あなたの心のドアを、今キリストはたたいているのです。この呼び声にこたえて、どうぞあなたの心のドアを開いてキリストを受け入れてください・・・』

さて、まぁよくある伝道集会の風景ですが、ここで、ちょっと待っていただきたい。黙3:20は本当に信者でない人をまねくキリストの呼び声なのでしょうか?
というのは、この聖句は黙3:14〜22のラオデキヤの教会へのメッセージの一部であるからです。ですから、もしもこの聖句が、信者でない人に対するキリストの呼び声といえるなら、それよりも、教会に対する呼び声という方がずっとふさわしいはずです。

これは、私だけの特殊な経験なのかもしれませんが、私は少なく見積もっても1200回を下らない説教や聖書の説き明かしを聞いてきましたし、自分でも数多くの聖書の話をしてきましたが、この黙3:20は教会への呼び声だというメッセージを聞いたことも話したこともありません。

また、黙3:15〜16の”なまぬるい”や、20節の直前の19節の”悔い改めなさい”を、信者の信仰生活にあてはめるメッセージやあかしなら聞いたことがありますが、なぜか20節だけは申し合わせたように伝道専用聖句になっているのです。

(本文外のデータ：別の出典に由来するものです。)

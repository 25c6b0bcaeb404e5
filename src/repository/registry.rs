// file: src/repository/registry.rs
// description: configured repository lookup and GitHub endpoint construction
// reference: https://docs.github.com/en/rest/repos/contents

use crate::config::RepositoryConfig;
use crate::error::{DocHubError, Result};
use tracing::debug;

#[derive(Debug, Clone, Default)]
pub struct RepositoryRegistry {
    repositories: Vec<RepositoryConfig>,
}

impl RepositoryRegistry {
    pub fn new(repositories: Vec<RepositoryConfig>) -> Self {
        Self { repositories }
    }

    pub fn get(&self, id: &str) -> Option<&RepositoryConfig> {
        self.repositories.iter().find(|r| r.id == id)
    }

    /// Like [`get`](Self::get) but an unknown id is a configuration error.
    pub fn require(&self, id: &str) -> Result<&RepositoryConfig> {
        self.get(id).ok_or_else(|| {
            debug!("No repository configured with id {}", id);
            DocHubError::NotFound(id.to_string())
        })
    }

    pub fn iter(&self) -> impl Iterator<Item = &RepositoryConfig> {
        self.repositories.iter()
    }

    pub fn ids(&self) -> Vec<&str> {
        self.repositories.iter().map(|r| r.id.as_str()).collect()
    }

    pub fn len(&self) -> usize {
        self.repositories.len()
    }

    pub fn is_empty(&self) -> bool {
        self.repositories.is_empty()
    }
}

impl RepositoryConfig {
    /// Raw document URL: `{raw_base}/{owner}/{repo}/{branch}/{base_path}/{path}`.
    pub fn raw_url(&self, raw_base: &str, path: &str) -> String {
        let mut url = format!(
            "{}/{}/{}/{}",
            raw_base.trim_end_matches('/'),
            self.owner,
            self.repo,
            self.branch
        );

        if let Some(base) = self.base_segment() {
            url.push('/');
            url.push_str(&encode_path(base));
        }

        url.push('/');
        url.push_str(&encode_path(path.trim_start_matches('/')));
        url
    }

    /// Directory listing URL on the contents API, pinned to the configured branch.
    pub fn contents_url(&self, api_base: &str, path: &str) -> String {
        let mut url = format!(
            "{}/repos/{}/{}/contents",
            api_base.trim_end_matches('/'),
            self.owner,
            self.repo
        );

        if let Some(base) = self.base_segment() {
            url.push('/');
            url.push_str(&encode_path(base));
        }

        let path = path.trim_matches('/');
        if !path.is_empty() {
            url.push('/');
            url.push_str(&encode_path(path));
        }

        url.push_str("?ref=");
        url.push_str(&urlencoding::encode(&self.branch));
        url
    }

    pub fn web_url(&self) -> String {
        format!("https://github.com/{}/{}", self.owner, self.repo)
    }

    /// The configured subdirectory without surrounding slashes, if any.
    pub fn base_segment(&self) -> Option<&str> {
        self.base_path
            .as_deref()
            .map(|p| p.trim_matches('/'))
            .filter(|p| !p.is_empty())
    }
}

/// Percent-encodes each path segment on its own so `/` separators survive
/// while characters such as `#` or spaces inside file names do not.
pub fn encode_path(path: &str) -> String {
    path.split('/')
        .map(|segment| urlencoding::encode(segment).into_owned())
        .collect::<Vec<_>>()
        .join("/")
}

#[cfg(test)]
mod tests {
    use super::*;

    fn sample(base_path: Option<&str>) -> RepositoryConfig {
        RepositoryConfig {
            id: "dsa".to_string(),
            name: "Data Structures & Algorithms".to_string(),
            owner: "octo".to_string(),
            repo: "algorithms".to_string(),
            branch: "main".to_string(),
            base_path: base_path.map(str::to_string),
            description: None,
            icon: None,
        }
    }

    #[test]
    fn test_require_unknown_id() {
        let registry = RepositoryRegistry::new(vec![sample(None)]);
        assert!(registry.get("dsa").is_some());
        assert!(matches!(
            registry.require("nope"),
            Err(DocHubError::NotFound(id)) if id == "nope"
        ));
    }

    #[test]
    fn test_raw_url_encodes_segments() {
        let repo = sample(None);
        let url = repo.raw_url(
            "https://raw.githubusercontent.com",
            "/C# Notes/arrays & lists.md",
        );
        assert_eq!(
            url,
            "https://raw.githubusercontent.com/octo/algorithms/main/C%23%20Notes/arrays%20%26%20lists.md"
        );
    }

    #[test]
    fn test_raw_url_with_base_path() {
        let repo = sample(Some("/docs/"));
        let url = repo.raw_url("https://raw.example.com/", "intro.md");
        assert_eq!(url, "https://raw.example.com/octo/algorithms/main/docs/intro.md");
    }

    #[test]
    fn test_contents_url() {
        let repo = sample(Some("docs"));
        assert_eq!(
            repo.contents_url("https://api.github.com", ""),
            "https://api.github.com/repos/octo/algorithms/contents/docs?ref=main"
        );
        assert_eq!(
            repo.contents_url("https://api.github.com", "trees/binary"),
            "https://api.github.com/repos/octo/algorithms/contents/docs/trees/binary?ref=main"
        );
    }
}
// file: src/models/document.rs
// description: rendered document model with embed placeholders
// reference: internal data structures

use serde::{Deserialize, Serialize};

#[derive(Debug, Clone, Copy, PartialEq, Eq, Hash, Serialize, Deserialize)]
#[serde(rename_all = "lowercase")]
pub enum EmbedKind {
    Video,
    Gist,
}

impl EmbedKind {
    pub const ALL: [EmbedKind; 2] = [EmbedKind::Video, EmbedKind::Gist];

    /// The part of every placeholder token that precedes its index.
    pub fn token_prefix(&self) -> &'static str {
        match self {
            EmbedKind::Video => "__YOUTUBE_EMBED_",
            EmbedKind::Gist => "__GIST_EMBED_",
        }
    }

    pub fn token(&self, index: usize) -> String {
        format!("{}{}__", self.token_prefix(), index)
    }
}

#[derive(Debug, Clone, PartialEq, Eq, Serialize, Deserialize)]
pub struct EmbedDescriptor {
    pub kind: EmbedKind,
    pub id: String,
    pub token: String,
}

/// Sanitized HTML in which each embed is replaced by its placeholder token.
#[derive(Debug, Clone, PartialEq, Eq, Default, Serialize, Deserialize)]
pub struct RenderedDocument {
    pub html: String,
    pub embeds: Vec<EmbedDescriptor>,
}

#[derive(Debug, Clone, Copy, PartialEq, Eq)]
pub enum Segment<'a> {
    Html(&'a str),
    Embed(&'a EmbedDescriptor),
}

impl RenderedDocument {
    pub const ERROR_HTML: &'static str =
        r#"<div class="error">Error parsing markdown content</div>"#;

    pub fn new(html: String, embeds: Vec<EmbedDescriptor>) -> Self {
        Self { html, embeds }
    }

    pub fn render_error() -> Self {
        Self {
            html: Self::ERROR_HTML.to_string(),
            embeds: Vec::new(),
        }
    }

    /// Splits the HTML at each placeholder token, in document order.
    /// Empty HTML runs between adjacent tokens are omitted. Sanitized HTML
    /// only spells a token where an embed was extracted.
    pub fn segments(&self) -> Vec<Segment<'_>> {
        let mut segments = Vec::with_capacity(self.embeds.len() * 2 + 1);
        let mut rest = self.html.as_str();

        for embed in &self.embeds {
            let Some(pos) = rest.find(&embed.token) else {
                continue;
            };
            if pos > 0 {
                segments.push(Segment::Html(&rest[..pos]));
            }
            segments.push(Segment::Embed(embed));
            rest = &rest[pos + embed.token.len()..];
        }

        if !rest.is_empty() {
            segments.push(Segment::Html(rest));
        }

        segments
    }

    /// The document with every placeholder removed.
    pub fn html_without_embeds(&self) -> String {
        self.segments()
            .into_iter()
            .filter_map(|segment| match segment {
                Segment::Html(html) => Some(html),
                Segment::Embed(_) => None,
            })
            .collect()
    }
}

まぁたしかに、この聖句は感覚的なわかりやすさがあって(そのために、よく絵などにも描かれているのでしょうが)、まだ聖書やキリスト教のことをよく知らない人への”まねき”の必殺聖句として用いやすい、という事情はよくわかりますが・・・

しかし、このドアはあくまでも信者でない人の心のドアであって、信者である自分の心のドアであるとか、自分の教会のドアであるとかいうふうにあてはめてみる信者がいないのは、ちょっとしたミステリーといえるのではないでしょうか。